The Nevada Independent

The Department of Employment, Training and Rehabilitation office in Carson City on June 4, 2020.
Courtesy photo
EDITOR'S NOTE: This story was first published July 8 by The Nevada Independent and is republished here with permission. For more Nevada news, including wall-to-wall coronavirus coverage and a constantly updating live blog, visit The Nevada Independent.

Annie Cooper (not her real name) said in normal times, she feels like she’s making a difference when she’s processing unemployment claims. But since the pandemic began and the applications began snowballing, she’s had days where her family has had to persuade her to even go into the office.

Cooper is a veteran employee at the Nevada Department of Employment, Training and Rehabilitation, which has taken the brunt of the Silver State’s worst-in-the-nation joblessness crisis.

The number of initial applications for benefits since March has topped 800,000, a number equivalent to more than half the labor force in the entire state, and the $4 billion paid out so far this year is about equal to an entire year of the state’s general fund budget.

It amounts to tremendous pressure on the relatively small staff answering phones and making life-altering financial determinations for people who, after making hundreds of calls a day to no avail and fearing the loss of their cars and homes, have reached a breaking point. She’s heard grown men cry on the other end of the phone. Sometimes she joins in.

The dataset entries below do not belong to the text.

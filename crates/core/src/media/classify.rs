//! Media classification from a path or URL string.
//!
//! Classification is by suffix only (case-insensitive). Content is never
//! inspected and URLs are never fetched.

use std::collections::HashSet;
use std::path::Path;

use crate::types::MediaKind;

lazy_static::lazy_static! {
    static ref VIDEO_EXTENSIONS: HashSet<&'static str> =
        ["mp4", "mov", "avi", "mkv", "flv", "wmv", "webm", "m4v"].into_iter().collect();

    static ref IMAGE_EXTENSIONS: HashSet<&'static str> =
        ["jpg", "jpeg", "png", "gif", "bmp", "webp"].into_iter().collect();
}

/// True for `http://` and `https://` references.
pub fn is_url(source: &str) -> bool {
    let s = source.trim_start();
    s.starts_with("http://") || s.starts_with("https://")
}

/// Classify by suffix alone. Total and idempotent.
pub fn classify(path_or_url: &str) -> MediaKind {
    let trimmed = path_or_url.trim();
    if trimmed.is_empty() {
        return MediaKind::Unknown;
    }

    let path_part = if is_url(trimmed) {
        // Drop query string and fragment so "clip.mp4?sig=..." still matches
        let end = trimmed.find(['?', '#']).unwrap_or(trimmed.len());
        &trimmed[..end]
    } else {
        trimmed
    };

    match extension_of(path_part) {
        Some(ext) if VIDEO_EXTENSIONS.contains(ext.as_str()) => MediaKind::Video,
        Some(ext) if IMAGE_EXTENSIONS.contains(ext.as_str()) => MediaKind::Image,
        _ => MediaKind::Unknown,
    }
}

/// Like [`classify`], but a local (non-URL) reference must also be an
/// existing regular file to count as Video or Image.
pub fn classify_local(path_or_url: &str) -> MediaKind {
    let trimmed = path_or_url.trim();
    if is_url(trimmed) {
        return classify(trimmed);
    }
    if trimmed.is_empty() || !Path::new(trimmed).is_file() {
        return MediaKind::Unknown;
    }
    classify(trimmed)
}

pub fn is_video(path_or_url: &str) -> bool {
    classify(path_or_url) == MediaKind::Video
}

pub fn is_image(path_or_url: &str) -> bool {
    classify(path_or_url) == MediaKind::Image
}

/// Lowercased extension of the last path segment.
fn extension_of(path: &str) -> Option<String> {
    let name = path.rsplit(['/', '\\']).next()?;
    let (stem, ext) = name.rsplit_once('.')?;
    if stem.is_empty() || ext.is_empty() {
        return None;
    }
    Some(ext.to_ascii_lowercase())
}
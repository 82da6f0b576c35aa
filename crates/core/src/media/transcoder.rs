//! External transcoder seam.
//!
//! `Transcoder` is the capability the extractor and concatenator consume;
//! `Ffmpeg` drives the real `ffmpeg` binary.

use std::path::Path;
use std::process::Command;
use std::time::Duration;

use crate::error::TranscodeError;
use crate::process::{is_nonempty_file, run_with_timeout};

/// Audio transcoding operations used by the pipeline.
pub trait Transcoder {
    /// Extract the audio stream of `source` (path or URL) to mono 16 kHz
    /// 16-bit PCM WAV at `output`.
    fn extract_audio(
        &self,
        source: &str,
        output: &Path,
        timeout: Duration,
    ) -> Result<(), TranscodeError>;

    /// Stream-copy the inputs listed in a concat-demuxer manifest into `output`.
    fn concat(&self, manifest: &Path, output: &Path, timeout: Duration)
        -> Result<(), TranscodeError>;
}

/// `ffmpeg` command-line transcoder.
#[derive(Debug, Clone)]
pub struct Ffmpeg {
    program: String,
}

impl Ffmpeg {
    pub fn new(program: &str) -> Self {
        Self {
            program: program.to_string(),
        }
    }

    fn extract_args(source: &str, output: &Path) -> Vec<String> {
        vec![
            "-hide_banner".to_string(),
            "-i".to_string(),
            source.to_string(),
            "-vn".to_string(),
            "-acodec".to_string(),
            "pcm_s16le".to_string(),
            "-ar".to_string(),
            "16000".to_string(),
            "-ac".to_string(),
            "1".to_string(),
            "-f".to_string(),
            "wav".to_string(),
            "-y".to_string(),
            output.to_string_lossy().to_string(),
        ]
    }

    fn concat_args(manifest: &Path, output: &Path) -> Vec<String> {
        vec![
            "-hide_banner".to_string(),
            "-f".to_string(),
            "concat".to_string(),
            "-safe".to_string(),
            "0".to_string(),
            "-i".to_string(),
            manifest.to_string_lossy().to_string(),
            "-c".to_string(),
            "copy".to_string(),
            "-y".to_string(),
            output.to_string_lossy().to_string(),
        ]
    }

    fn run(&self, args: &[String], output: &Path, timeout: Duration) -> Result<(), TranscodeError> {
        log::debug!("{} {}", self.program, args.join(" "));
        let mut cmd = Command::new(&self.program);
        cmd.args(args);
        run_with_timeout(&mut cmd, timeout)?;
        if !is_nonempty_file(output) {
            return Err(TranscodeError::EmptyOutput(output.to_path_buf()));
        }
        Ok(())
    }
}

impl Default for Ffmpeg {
    fn default() -> Self {
        Self::new("ffmpeg")
    }
}

impl Transcoder for Ffmpeg {
    fn extract_audio(
        &self,
        source: &str,
        output: &Path,
        timeout: Duration,
    ) -> Result<(), TranscodeError> {
        self.run(&Self::extract_args(source, output), output, timeout)
    }

    fn concat(
        &self,
        manifest: &Path,
        output: &Path,
        timeout: Duration,
    ) -> Result<(), TranscodeError> {
        self.run(&Self::concat_args(manifest, output), output, timeout)
    }
}

#[cfg(test)]
mod tests {
    use super::*;

    #[test]
    fn test_extract_args_mono_16k_pcm() {
        let args = Ffmpeg::extract_args("in.mp4", Path::new("/tmp/out.wav"));
        let joined = args.join(" ");
        assert!(joined.contains("-i in.mp4"));
        assert!(joined.contains("-vn"));
        assert!(joined.contains("-acodec pcm_s16le"));
        assert!(joined.contains("-ar 16000"));
        assert!(joined.contains("-ac 1"));
        assert!(joined.contains("-f wav"));
        assert_eq!(args.last().unwrap(), "/tmp/out.wav");
    }

    #[test]
    fn test_concat_args_stream_copy() {
        let args = Ffmpeg::concat_args(Path::new("/tmp/list.txt"), Path::new("/tmp/all.wav"));
        let joined = args.join(" ");
        assert!(joined.contains("-f concat -safe 0 -i /tmp/list.txt"));
        assert!(joined.contains("-c copy"));
        assert!(!joined.contains("pcm_s16le"));
    }

    #[test]
    fn test_missing_binary_is_spawn_error() {
        let ffmpeg = Ffmpeg::new("voiceover-no-such-ffmpeg");
        let result = ffmpeg.extract_audio(
            "in.mp4",
            Path::new("/tmp/voiceover_never_written.wav"),
            Duration::from_secs(1),
        );
        assert!(matches!(result, Err(TranscodeError::Spawn { .. })));
    }

    #[cfg(unix)]
    #[test]
    fn test_zero_exit_without_output_is_failure() {
        // `true` ignores its arguments and exits 0 without writing anything
        let ffmpeg = Ffmpeg::new("true");
        let out = std::env::temp_dir().join(format!("voiceover_true_{}.wav", std::process::id()));
        let result = ffmpeg.extract_audio("in.mp4", &out, Duration::from_secs(5));
        assert!(matches!(result, Err(TranscodeError::EmptyOutput(_))));
    }
}
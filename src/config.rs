use serde::{Deserialize, Serialize};

/// Noise parameters of the two fused channels.
///
/// Both values are variances (σ²). Zero means the channel is perfectly
/// trusted; negative values are a contract violation and produce a
/// statistically meaningless filter.
#[cfg_attr(feature = "defmt", derive(defmt::Format))]
#[derive(Debug, Clone, Copy, PartialEq, Serialize, Deserialize)]
pub struct NoiseConfig {
    /// Variance of the vertical acceleration input, (m/s²)²
    pub q_accel: f32,
    /// Default variance of the altitude measurement, m²
    pub r_altitude: f32,
}

impl Default for NoiseConfig {
    /// Typical MEMS accelerometer feeding a barometric altitude channel.
    fn default() -> Self {
        Self {
            q_accel: 0.04,
            r_altitude: 1.0,
        }
    }
}

/// Snapshot of the current state estimate, the shape downstream control and
/// telemetry consume.
#[cfg_attr(feature = "defmt", derive(defmt::Format))]
#[derive(Debug, Clone, Copy, PartialEq, Serialize, Deserialize)]
pub struct StateEstimate {
    /// m, positive up
    pub altitude: f32,
    /// m/s, positive up
    pub vertical_velocity: f32,
}
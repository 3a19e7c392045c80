//! Linear Kalman filter core estimating vertical altitude and velocity from a
//! continuous acceleration signal and intermittent absolute altitude fixes.

// only use std when feature = "std" is enabled or during testing
#![cfg_attr(not(any(test, feature = "std")), no_std)]

mod fmt;

mod config;
mod estimator;
mod variance;

pub use config::{NoiseConfig, StateEstimate};
pub use estimator::AltitudeEstimator;
pub use variance::VarianceEstimator;

#[cfg(test)]
mod tests;
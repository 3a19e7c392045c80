use libm::sqrtf;

/// Online mean / variance accumulator for a scalar sensor stream, using
/// Welford's algorithm to avoid catastrophic cancellation.
///
/// Used to characterize a channel's noise before constructing the filter:
/// hold the vehicle still, feed every raw sample, then read `variance()` as
/// the channel's σ² prior.
#[derive(Debug, Clone, Default)]
pub struct VarianceEstimator {
    n: u32,
    mean: f32,
    m2: f32,
}

impl VarianceEstimator {
    pub const fn new() -> Self {
        Self {
            n: 0,
            mean: 0.0,
            m2: 0.0,
        }
    }

    pub fn update(&mut self, sample: f32) {
        self.n = self.n.saturating_add(1);
        let delta = sample - self.mean;
        self.mean += delta / self.n as f32;
        // second difference uses the updated mean
        self.m2 += delta * (sample - self.mean);
    }

    pub fn count(&self) -> u32 {
        self.n
    }

    pub fn mean(&self) -> f32 {
        self.mean
    }

    /// Population variance (σ²). `None` until the first sample.
    pub fn variance(&self) -> Option<f32> {
        if self.n > 0 {
            Some(self.m2 / self.n as f32)
        } else {
            None
        }
    }

    pub fn stddev(&self) -> Option<f32> {
        self.variance().map(sqrtf)
    }

    pub fn clear(&mut self) {
        *self = Self::new();
    }
}
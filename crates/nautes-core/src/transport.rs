//! HTTP transport
//!
//! The dispatcher talks to the API server only through [`Transport`], so tests
//! can swap the network for an in-memory server.

use crate::error::{NautesError, Result};
use crate::request::{Method, Request};
use async_trait::async_trait;
use reqwest::StatusCode;
use reqwest::header::CONTENT_TYPE;
use tracing::{debug, info};

/// Sends resolved requests to the API server
#[async_trait]
pub trait Transport: Send + Sync {
    /// Sends the request and returns the response body of a 200 answer.
    ///
    /// Any other status is reported as [`NautesError::RemoteRejected`] with
    /// the verbatim response body.
    async fn send(&self, request: &Request, token: &str) -> Result<Vec<u8>>;
}

/// `reqwest` backed transport
#[derive(Debug, Clone, Default)]
pub struct HttpTransport {
    client: reqwest::Client,
}

impl HttpTransport {
    pub fn new() -> Self {
        Self::default()
    }

    pub fn with_client(client: reqwest::Client) -> Self {
        Self { client }
    }

    fn transport_error(request: &Request, err: reqwest::Error) -> NautesError {
        NautesError::Transport {
            method: request.method.to_string(),
            url: request.url.clone(),
            message: err.to_string(),
        }
    }
}

#[async_trait]
impl Transport for HttpTransport {
    async fn send(&self, request: &Request, token: &str) -> Result<Vec<u8>> {
        info!(method = %request.method, url = %request.url, "sending request");

        let builder = match request.method {
            Method::Get => self.client.get(&request.url),
            Method::Post => self.client.post(&request.url),
            Method::Delete => self.client.delete(&request.url),
        };
        let mut builder = builder
            .header(CONTENT_TYPE, "application/json")
            .bearer_auth(token);
        if request.method.sends_body() {
            debug!(body = %request.body_text(), "request body");
            builder = builder.body(request.body.clone());
        }

        let response = builder
            .send()
            .await
            .map_err(|e| Self::transport_error(request, e))?;
        let status = response.status();
        let body = response
            .bytes()
            .await
            .map_err(|e| Self::transport_error(request, e))?;

        if status != StatusCode::OK {
            return Err(NautesError::RemoteRejected {
                kind: request.kind.to_string(),
                method: request.method.to_string(),
                url: request.url.clone(),
                status: status.as_u16(),
                body: String::from_utf8_lossy(&body).into_owned(),
            });
        }

        Ok(body.to_vec())
    }
}
//! Table rendering
//!
//! Rows are computed from `serde_json::Value` instances, walking each column's
//! field path alongside the schema that produced it. Missing values, nulls
//! along the path and mapping intermediates all render as empty cells.

use crate::projector::{ColumnProjection, Projection};
use crate::schema::{Field, FieldKind, Scalar};
use serde_json::Value;
use std::collections::BTreeSet;
use std::io::{self, Write};

/// Maximum number of list values shown in one cell.
pub const MAX_LIST_VALUES: usize = 5;

const MIN_WIDTH: usize = 6;
const PADDING: usize = 3;

/// A rendered grid of cells
#[derive(Debug, Clone, Default, PartialEq, Eq)]
pub struct Table {
    pub headers: Vec<String>,
    pub rows: Vec<Vec<String>>,
}

impl Table {
    /// Renders instances using the projection derived from `fields`.
    ///
    /// Every instance produces one primary row. When at least one merge
    /// targets a visible column, a row holding the merged values and a blank
    /// spacer row follow it.
    pub fn render(projection: &Projection, fields: &[Field], items: &[Value]) -> Self {
        let headers = projection.headers();
        let columns: Vec<&ColumnProjection> = projection.primary_columns().collect();
        let mut rows = Vec::with_capacity(items.len());

        for item in items {
            let mut primary = Vec::with_capacity(columns.len());
            let mut merged = Vec::with_capacity(columns.len());
            let mut has_merges = false;

            for column in &columns {
                primary.push(cell(item, fields, column));

                let sources: Vec<String> = projection
                    .merges_into(column)
                    .filter_map(|m| projection.find_column(&m.from_field_path))
                    .map(|source| cell(item, fields, source))
                    .collect();
                has_merges |= !sources.is_empty();
                merged.push(sources.join(","));
            }

            rows.push(primary);
            if has_merges {
                rows.push(merged);
                rows.push(vec![String::new(); columns.len()]);
            }
        }

        Self { headers, rows }
    }

    /// Writes the uppercased header and every row, aligned into columns.
    pub fn write<W: Write>(&self, out: &mut W) -> io::Result<()> {
        let width = self.headers.len();
        let mut lines = Vec::with_capacity(self.rows.len() + 1);
        lines.push(
            self.headers
                .iter()
                .map(|h| sanitize(&h.to_uppercase()))
                .collect::<Vec<_>>(),
        );
        for row in &self.rows {
            lines.push(row.iter().take(width).map(|c| sanitize(c)).collect());
        }

        let widths = column_widths(&lines);
        for line in &lines {
            let mut text = String::new();
            for (i, cell) in line.iter().enumerate() {
                if i + 1 == line.len() {
                    text.push_str(cell);
                } else {
                    let pad = widths[i].saturating_sub(cell.chars().count());
                    text.push_str(cell);
                    text.extend(std::iter::repeat_n(' ', pad));
                }
            }
            writeln!(out, "{text}")?;
        }
        Ok(())
    }
}

fn column_widths(lines: &[Vec<String>]) -> Vec<usize> {
    let count = lines.iter().map(Vec::len).max().unwrap_or(0);
    let mut widths = vec![MIN_WIDTH; count];
    for line in lines {
        // the last cell of a line is never aligned
        for (i, cell) in line.iter().enumerate().take(line.len().saturating_sub(1)) {
            widths[i] = widths[i].max(cell.chars().count() + PADDING);
        }
    }
    widths
}

/// Neutralizes terminal control characters in server-supplied text.
///
/// The cell is cut at the first line break or form feed and marked with
/// `...`; ESC and CR become the visible sequences `^[` and `\r`.
pub fn sanitize(cell: &str) -> String {
    let (printable, truncated) = match cell.find(|c| matches!(c, '\x0c' | '\n' | '\r')) {
        Some(at) => (&cell[..at], true),
        None => (cell, false),
    };
    let mut escaped = printable.replace('\x1b', "^[").replace('\r', "\\r");
    if truncated {
        escaped.push_str("...");
    }
    escaped
}

/// Extracts the display text of one column from an instance.
pub fn cell(item: &Value, fields: &[Field], column: &ColumnProjection) -> String {
    extract(
        item,
        fields,
        column.field_path.segments(),
        column.subfield.as_deref(),
    )
}

fn extract(value: &Value, fields: &[Field], path: &[&str], subfield: Option<&str>) -> String {
    let Some((head, rest)) = path.split_first() else {
        return String::new();
    };
    let Some(field) = fields.iter().find(|f| f.name == *head) else {
        return String::new();
    };
    let child = match value.as_object().and_then(|map| map.get(*head)) {
        Some(child) if !child.is_null() => child,
        _ => return String::new(),
    };

    let kind = field.kind.unwrap_optional();
    if rest.is_empty() {
        return render_leaf(child, kind, subfield);
    }

    match kind {
        FieldKind::Struct(schema) => extract(child, &schema(), rest, subfield),
        FieldKind::List(elem) => match elem.unwrap_optional() {
            FieldKind::Struct(schema) => aggregate(child, &schema(), rest, subfield),
            _ => String::new(),
        },
        _ => String::new(),
    }
}

/// Collects one value per list element, deduplicated and sorted.
fn aggregate(list: &Value, fields: &[Field], path: &[&str], subfield: Option<&str>) -> String {
    let Some(elements) = list.as_array() else {
        return String::new();
    };
    let values: BTreeSet<String> = elements
        .iter()
        .map(|element| extract(element, fields, path, subfield))
        .filter(|v| !v.is_empty())
        .collect();
    if values.is_empty() {
        return String::new();
    }

    let values: Vec<String> = values.into_iter().collect();
    format!("[{}] {}", values.len(), join_capped(&values))
}

fn render_leaf(value: &Value, kind: &FieldKind, subfield: Option<&str>) -> String {
    match kind {
        FieldKind::Scalar(scalar) => render_scalar(value, *scalar),
        FieldKind::List(elem) => match (elem.unwrap_optional(), value.as_array()) {
            (FieldKind::Scalar(scalar), Some(elements)) => {
                let values: Vec<String> = elements
                    .iter()
                    .map(|element| render_scalar(element, *scalar))
                    .collect();
                join_capped(&values)
            }
            _ => String::new(),
        },
        FieldKind::Struct(schema) => match subfield {
            Some(subfield) => render_members(value, &schema(), subfield),
            None => String::new(),
        },
        FieldKind::Map | FieldKind::Optional(_) => String::new(),
    }
}

/// Shows `subfield` of every present member of a structure, e.g. the
/// component names of a components list.
fn render_members(value: &Value, fields: &[Field], subfield: &str) -> String {
    let mut values: Vec<String> = fields
        .iter()
        .filter_map(|f| value.get(f.name))
        .filter_map(|member| member.get(subfield))
        .map(plain_text)
        .filter(|v| !v.is_empty())
        .collect();
    values.sort();
    format!("[{}] {}", values.len(), join_capped(&values))
}

fn render_scalar(value: &Value, scalar: Scalar) -> String {
    match (scalar, value) {
        (Scalar::Str, Value::String(s)) => s.clone(),
        (Scalar::Bool, Value::Bool(b)) => b.to_string(),
        (Scalar::Int, Value::Number(n)) => n
            .as_i64()
            .map(|i| i.to_string())
            .or_else(|| n.as_u64().map(|u| u.to_string()))
            .unwrap_or_default(),
        (Scalar::Float, Value::Number(n)) => {
            n.as_f64().map(|f| format!("{f:.6}")).unwrap_or_default()
        }
        _ => String::new(),
    }
}

fn plain_text(value: &Value) -> String {
    match value {
        Value::String(s) => s.clone(),
        Value::Bool(b) => b.to_string(),
        Value::Number(n) => n.to_string(),
        _ => String::new(),
    }
}

fn join_capped(values: &[String]) -> String {
    if values.len() > MAX_LIST_VALUES {
        format!("{}...", values[..MAX_LIST_VALUES].join(","))
    } else {
        values.join(",")
    }
}
use crate::schema::{Field, Resource, ResourceDescriptor, Tabular};
use serde::{Deserialize, Serialize};

/// Grants another product's projects access to a code repository
///
/// The binding lives under `product_name`; `product` names the product being
/// granted access.
#[derive(Debug, Clone, Default, PartialEq, Serialize, Deserialize)]
#[serde(default)]
pub struct CodeRepoBinding {
    pub name: String,
    #[serde(alias = "productName")]
    pub product_name: String,
    pub product: String,
    pub coderepo: String,
    pub permissions: String,
    #[serde(deserialize_with = "super::null_default")]
    pub projects: Vec<String>,
}

impl Resource for CodeRepoBinding {
    const DESCRIPTOR: ResourceDescriptor = ResourceDescriptor {
        kind: "CodeRepoBinding",
        path_template: "/api/v1/products/{}/coderepobindings/{}",
        path_var_names: &["product_name", "name"],
        aliases: &["crb", "crbs"],
        apply_order: 5,
        remove_order: 2,
        scope_field: Some("product_name"),
    };
}

impl Tabular for CodeRepoBinding {
    fn fields() -> Vec<Field> {
        vec![
            Field::string("name").column("name"),
            Field::string("product_name"),
            Field::string("product").column("product"),
            Field::string("coderepo").column("coderepo"),
            Field::string("permissions").column("permissions"),
            Field::string("projects").list().column("projects"),
        ]
    }
}
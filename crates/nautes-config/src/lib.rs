pub mod error;

pub use error::*;

use serde::Deserialize;
use std::path::{Path, PathBuf};

/// 設定ファイルのパスを直接指定する環境変数
pub const CONFIG_PATH_ENV: &str = "NAUTES_CONFIG";

pub const API_SERVER_ENV: &str = "API_SERVER";
pub const TOKEN_ENV: &str = "GIT_TOKEN";
pub const PRODUCT_ENV: &str = "PRODUCT";

/// 接続設定
///
/// 優先順位: コマンドラインオプション > 環境変数 > 設定ファイル
#[derive(Debug, Clone, Default, PartialEq, Eq, Deserialize)]
#[serde(default)]
pub struct Settings {
    pub api_server: Option<String>,
    pub token: Option<String>,
    pub product: Option<String>,
}

impl Settings {
    /// オプション・環境変数で与えられた値で上書きする
    ///
    /// 空文字列は未指定として扱う。
    pub fn overlay(
        self,
        api_server: Option<String>,
        token: Option<String>,
        product: Option<String>,
    ) -> Self {
        Self {
            api_server: non_empty(api_server).or(self.api_server),
            token: non_empty(token).or(self.token),
            product: non_empty(product).or(self.product),
        }
    }

    pub fn require_api_server(&self) -> Result<&str> {
        self.api_server.as_deref().ok_or(ConfigError::Missing {
            name: "APIサーバー",
            flag: "api-server",
            env: API_SERVER_ENV,
        })
    }

    pub fn require_token(&self) -> Result<&str> {
        self.token.as_deref().ok_or(ConfigError::Missing {
            name: "トークン",
            flag: "token",
            env: TOKEN_ENV,
        })
    }

    pub fn require_product(&self) -> Result<&str> {
        self.product.as_deref().ok_or(ConfigError::Missing {
            name: "プロダクト",
            flag: "product",
            env: PRODUCT_ENV,
        })
    }
}

fn non_empty(value: Option<String>) -> Option<String> {
    value.filter(|v| !v.trim().is_empty())
}

/// 設定ファイルのパスを取得
///
/// 1. 環境変数 NAUTES_CONFIG (直接パス指定)
/// 2. ~/.config/nautes/config.yaml
pub fn config_path() -> Result<PathBuf> {
    if let Some(path) = std::env::var_os(CONFIG_PATH_ENV).filter(|p| !p.is_empty()) {
        return Ok(PathBuf::from(path));
    }

    Ok(dirs::config_dir()
        .ok_or(ConfigError::ConfigDirNotFound)?
        .join("nautes")
        .join("config.yaml"))
}

/// 設定ファイルを読み込む
///
/// ファイルが存在しない場合は空の設定を返す。
pub fn load() -> Result<Settings> {
    load_from(&config_path()?)
}

pub fn load_from(path: &Path) -> Result<Settings> {
    if !path.exists() {
        return Ok(Settings::default());
    }

    let content = std::fs::read_to_string(path)?;
    if content.trim().is_empty() {
        return Ok(Settings::default());
    }

    serde_yaml::from_str(&content).map_err(|e| ConfigError::Parse {
        path: path.to_path_buf(),
        message: e.to_string(),
    })
}
use crate::error::CliError;
use colored::Colorize;
use nautes_core::{Dispatcher, Registry};
use std::path::Path;

pub async fn handle(
    registry: &Registry,
    dispatcher: &Dispatcher<'_>,
    file: &Path,
) -> anyhow::Result<()> {
    println!("{}", "リソースを削除中...".yellow());
    println!("APIサーバー: {}", dispatcher.options().server.cyan());

    let documents = super::load_documents(file)?;
    println!("{} 件のリソースが見つかりました", documents.len());
    println!();

    // 依存する側の種別から順に削除する
    let report = dispatcher
        .remove(&documents, &registry.remove_order(), &mut super::print_event)
        .await?;

    println!();
    if !report.is_success() {
        for failure in &report.failures {
            eprintln!(
                "{} {} '{}': {}",
                "✗".red(),
                failure.kind,
                failure.name,
                failure.error
            );
        }
        return Err(CliError::BatchFailed {
            failed: report.failures.len(),
        }
        .into());
    }

    println!(
        "{}",
        format!("✓ {} 件のリソースを削除しました", report.succeeded)
            .green()
            .bold()
    );
    Ok(())
}
use colored::Colorize;
use nautes_core::{Dispatcher, Registry};
use std::path::Path;

pub async fn handle(
    registry: &Registry,
    dispatcher: &Dispatcher<'_>,
    file: &Path,
) -> anyhow::Result<()> {
    println!("{}", "リソースを適用中...".yellow());
    println!("APIサーバー: {}", dispatcher.options().server.cyan());

    let documents = super::load_documents(file)?;
    println!("{} 件のリソースが見つかりました", documents.len());
    println!();

    // 依存される側の種別から順に作成する
    let saved = dispatcher
        .apply(&documents, &registry.apply_order(), &mut super::print_event)
        .await?;

    println!();
    println!(
        "{}",
        format!("✓ {} 件のリソースを適用しました", saved).green().bold()
    );
    Ok(())
}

“More than one person in DETR has had a breakdown,” said Cooper, who spoke to The Nevada Independent on condition that her real name and certain identifying information not be used because she fears for her safety. “Different degrees. Some people it’s crying quietly in their cubicle. Other people it’s having a big cry fest at home.”

DETR has struggled to quickly process a tsunami of applications while staying within the confines of state and federal laws, adapting to frequently updated guidance and trying to screen out fraudulent or improper claims.

Some applicants who are still waiting for payments through the Pandemic Unemployment Assistance (PUA) program have sued, saying the state is doing more vetting of claims than it should, delaying desperately needed money in the quest to weed out a relatively small amount of fraud.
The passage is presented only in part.